哇！传递-P （使用PCRE ）而不是-G （未指定方言时的默认值）或-E使grep速度超过一个数量级。因此对于大文件，使用此命令可能比上面显示的更好：
```
 grep -o P '\S+$' file 
```
哇！！ αғsнιη的答案中的cut方法， cut -d= -f2 file ，比我的方式更快的版本快了一个数量级！它也是pa4080基准测试中的赢家，它涵盖了比这更多的方法，但输入更少 – 这也是我选择所有其他方法的原因，包括在我的测试中。如果性能很重要或文件很大，我认为应该使用αғsнιη的cut方法。

这也提醒我们， 不应该忘记简单的cut和paste实用程序 ，并且应该在适用的时候首选它，即使有更复杂的工具，如grep ，通常作为一线解决方案提供（我是个人比较习惯使用）。

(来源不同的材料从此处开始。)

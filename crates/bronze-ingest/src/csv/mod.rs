//! CSV reading utilities.

mod header;
mod reader;

pub use header::CsvHeaders;
pub use reader::{CsvOptions, LandingBatch, LandingTable, load_landing_files, parse_csv_bytes};
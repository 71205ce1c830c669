//! Pipeline configuration: built-in defaults, TOML file, CLI overrides.

use std::collections::{BTreeMap, HashMap};
use std::path::{Path, PathBuf};

use anyhow::{Context, Result, bail};
use serde::{Deserialize, Serialize};

use bronze_common::StorageLocation;
use bronze_delta::TableOptions;
use bronze_ingest::CsvOptions;
use bronze_model::{DeliveryMode, InstanceDefinition, builtin_instance};

/// Prefix of environment variables forwarded to the object store.
const AZURE_ENV_PREFIX: &str = "AZURE_";

/// Everything a run needs besides the instance manifest.
///
/// Missing keys in a config file keep their defaults.
#[derive(Debug, Clone, PartialEq, Eq, Serialize, Deserialize)]
#[serde(default, deny_unknown_fields)]
pub struct PipelineConfig {
    pub storage_account: String,
    pub landing_container: String,
    pub bronze_container: String,
    pub landing_base_path: String,
    pub bronze_base_path: String,
    /// Name of the load pattern, used in log output.
    pub pattern_name: String,
    pub layer_name: String,
    /// Value written to `RSRC`.
    pub data_source: String,
    pub instance: String,
    pub delivery_mode: DeliveryMode,
    /// Field separator of the landing files.
    pub delimiter: char,
    /// Landing folder as a URL, optionally ending in `*`. Replaces the
    /// container and base path layout for the landing side.
    pub landing_path: Option<String>,
    /// Resolve containers under this local directory instead of ADLS.
    pub local_root: Option<PathBuf>,
    /// Manifest file replacing the built-in definition of `instance`.
    pub manifest: Option<PathBuf>,
    /// Properties set on the bronze table when it is created.
    pub table_properties: BTreeMap<String, String>,
}

impl Default for PipelineConfig {
    fn default() -> Self {
        Self {
            storage_account: "adls2synapseintf".to_string(),
            landing_container: "tutorialcontainer".to_string(),
            bronze_container: "tutorialcontainer".to_string(),
            landing_base_path: "test/landing".to_string(),
            bronze_base_path: "test/bronze".to_string(),
            pattern_name: "BRONZE_DV_PREP".to_string(),
            layer_name: "BRONZE".to_string(),
            data_source: "CSV".to_string(),
            instance: "AIRPORTS".to_string(),
            delivery_mode: DeliveryMode::Full,
            delimiter: ';',
            landing_path: None,
            local_root: None,
            manifest: None,
            table_properties: BTreeMap::new(),
        }
    }
}

impl PipelineConfig {
    /// Reads a TOML config file.
    pub fn from_path(path: &Path) -> Result<Self> {
        let content = std::fs::read_to_string(path)
            .with_context(|| format!("read config {}", path.display()))?;
        Self::from_toml_str(&content).with_context(|| format!("parse config {}", path.display()))
    }

    pub fn from_toml_str(content: &str) -> Result<Self> {
        let config: Self = toml::from_str(content)?;
        Ok(config)
    }

    /// Instance name as used in folder and table paths.
    pub fn instance_name(&self) -> String {
        self.instance.trim().to_uppercase()
    }

    /// Manifest for the configured instance.
    pub fn instance_definition(&self) -> Result<InstanceDefinition> {
        let definition = match &self.manifest {
            Some(path) => InstanceDefinition::from_path(path)
                .with_context(|| format!("load manifest {}", path.display()))?,
            None => builtin_instance(&self.instance)
                .with_context(|| format!("no manifest for instance {}", self.instance_name()))?,
        };
        Ok(definition)
    }

    /// Folder the instance's CSV files are delivered to.
    pub fn landing_location(&self) -> Result<StorageLocation> {
        let Some(pattern) = &self.landing_path else {
            return self
                .location(&self.landing_container, &self.landing_base_path)
                .context("resolve landing location");
        };
        let location = bronze_ingest::landing_location(pattern)
            .with_context(|| format!("resolve landing path {pattern}"))?;
        if location.is_local() {
            Ok(location)
        } else {
            Ok(location.with_options(azure_env_options()))
        }
    }

    /// Root of the instance's bronze Delta table.
    pub fn bronze_location(&self) -> Result<StorageLocation> {
        self.location(&self.bronze_container, &self.bronze_base_path)
            .context("resolve bronze location")
    }

    pub fn csv_options(&self) -> Result<CsvOptions> {
        if !self.delimiter.is_ascii() {
            bail!("delimiter {:?} is not an ASCII character", self.delimiter);
        }
        Ok(CsvOptions::default().with_delimiter(self.delimiter as u8))
    }

    pub fn table_options(&self, table_name: &str) -> TableOptions {
        self.table_properties.iter().fold(
            TableOptions::default().with_name(table_name),
            |options, (key, value)| options.with_property(key, value),
        )
    }

    fn location(&self, container: &str, base_path: &str) -> bronze_common::Result<StorageLocation> {
        let path = format!("{}/{}", base_path.trim_matches('/'), self.instance_name());
        match &self.local_root {
            Some(root) => StorageLocation::local_container(root, container, &path),
            None => Ok(StorageLocation::adls(&self.storage_account, container, &path)?
                .with_options(azure_env_options())),
        }
    }
}

/// `AZURE_*` environment variables as object store options (`azure_storage_account_key`, ...).
pub fn azure_env_options() -> HashMap<String, String> {
    collect_azure_options(std::env::vars())
}

fn collect_azure_options(vars: impl Iterator<Item = (String, String)>) -> HashMap<String, String> {
    vars.filter(|(key, _)| key.starts_with(AZURE_ENV_PREFIX))
        .map(|(key, value)| (key.to_ascii_lowercase(), value))
        .collect()
}

#[cfg(test)]
mod tests {
    use super::*;

    #[test]
    fn test_defaults_point_at_adls() {
        let config = PipelineConfig::default();
        assert_eq!(
            config.landing_location().unwrap().to_string(),
            "abfss://tutorialcontainer@adls2synapseintf.dfs.core.windows.net/test/landing/AIRPORTS/"
        );
        assert_eq!(
            config.bronze_location().unwrap().to_string(),
            "abfss://tutorialcontainer@adls2synapseintf.dfs.core.windows.net/test/bronze/AIRPORTS/"
        );
        assert_eq!(config.delivery_mode, DeliveryMode::Full);
        assert_eq!(config.data_source, "CSV");
    }

    #[test]
    fn test_partial_toml_keeps_defaults() {
        let config = PipelineConfig::from_toml_str(
            r#"
            instance = "airports"
            delivery_mode = "DELTA"

            [table_properties]
            "delta.appendOnly" = "false"
            "#,
        )
        .unwrap();
        assert_eq!(config.instance_name(), "AIRPORTS");
        assert_eq!(config.delivery_mode, DeliveryMode::Delta);
        assert_eq!(config.storage_account, "adls2synapseintf");

        let options = config.table_options("AIRPORTS");
        assert_eq!(options.name.as_deref(), Some("AIRPORTS"));
        assert_eq!(
            options.configuration.get("delta.appendOnly").map(String::as_str),
            Some("false")
        );
    }

    #[test]
    fn test_unknown_key_is_rejected() {
        assert!(PipelineConfig::from_toml_str("storage_acount = \"x\"").is_err());
    }

    #[test]
    fn test_local_root_resolves_containers() {
        let dir = tempfile::tempdir().unwrap();
        let config = PipelineConfig {
            local_root: Some(dir.path().to_path_buf()),
            ..PipelineConfig::default()
        };
        let landing = config.landing_location().unwrap();
        assert!(landing.is_local());
        assert!(
            landing
                .url()
                .path()
                .ends_with("/tutorialcontainer/test/landing/AIRPORTS/")
        );
    }

    #[test]
    fn test_landing_path_glob_overrides_layout() {
        let config = PipelineConfig {
            landing_path: Some(
                "abfss://drop@otheraccount.dfs.core.windows.net/in/AIRPORTS/*".to_string(),
            ),
            ..PipelineConfig::default()
        };
        let landing = config.landing_location().unwrap();
        assert_eq!(
            landing.to_string(),
            "abfss://drop@otheraccount.dfs.core.windows.net/in/AIRPORTS/"
        );
        assert_eq!(
            landing.glob(),
            "abfss://drop@otheraccount.dfs.core.windows.net/in/AIRPORTS/*"
        );
        assert!(
            config
                .bronze_location()
                .unwrap()
                .to_string()
                .ends_with("/test/bronze/AIRPORTS/")
        );
    }

    #[test]
    fn test_azure_options_are_lowercased() {
        let vars = vec![
            ("AZURE_STORAGE_ACCOUNT_KEY".to_string(), "key".to_string()),
            ("HOME".to_string(), "/root".to_string()),
        ];
        let options = collect_azure_options(vars.into_iter());
        assert_eq!(options.len(), 1);
        assert_eq!(
            options.get("azure_storage_account_key").map(String::as_str),
            Some("key")
        );
    }

    #[test]
    fn test_multibyte_delimiter_is_rejected() {
        let config = PipelineConfig {
            delimiter: '→',
            ..PipelineConfig::default()
        };
        assert!(config.csv_options().is_err());
        assert_eq!(
            PipelineConfig::default().csv_options().unwrap().delimiter,
            b';'
        );
    }
}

perl – s ubstitute模式/.*= /带空字符串// ：

 perl -pe 's/.*= //' input.file > output.file

 perl -i.bak -pe 's/.*= //' input.file

来自perl --help ：

 -e program one line of program (several -e's allowed, omit programfile) -p assume loop like -n but print line also, like sed -i[extension] edit <> files in place (makes backup if extension supplied)

sed – 用空字符串替换模式：

 sed 's/.*= //' input.file > output.file

或（但比上面的速度慢） ：

 sed -i.bak 's/.*= //' input.file

我提到这种方法，因为它比Zanna的答案快几倍。

gawk – 将模式".*= "替换为空字符串"" ：

 gawk '{gsub(".*= ", "");print}' input.file > output.file

从man gawk ：

 gsub(r, s [, t]) For each substring matching the regular expression r in the string t, substitute the string s, and return the number of substitutions. If t is not supplied, use $0...

如何从文本文件的行中删除特定单词？

笔记

如何从命令行关闭vim？

为什么pkexec比gksudo更喜欢图形应用程序？

如何将终端命令发送到TTY终端

右键单击从鹦鹉螺打开终端

使用命令行设置麦克风输入音量？

如何编写Subversionvalidation脚本？

通过GUI /命令行启用/禁用无密码登录/自动登录

增加gnome终端的填充

//在路径中是什么意思？

笔记本电脑USB端口停止工作：如何在不重新启动PC的情况下重启它们？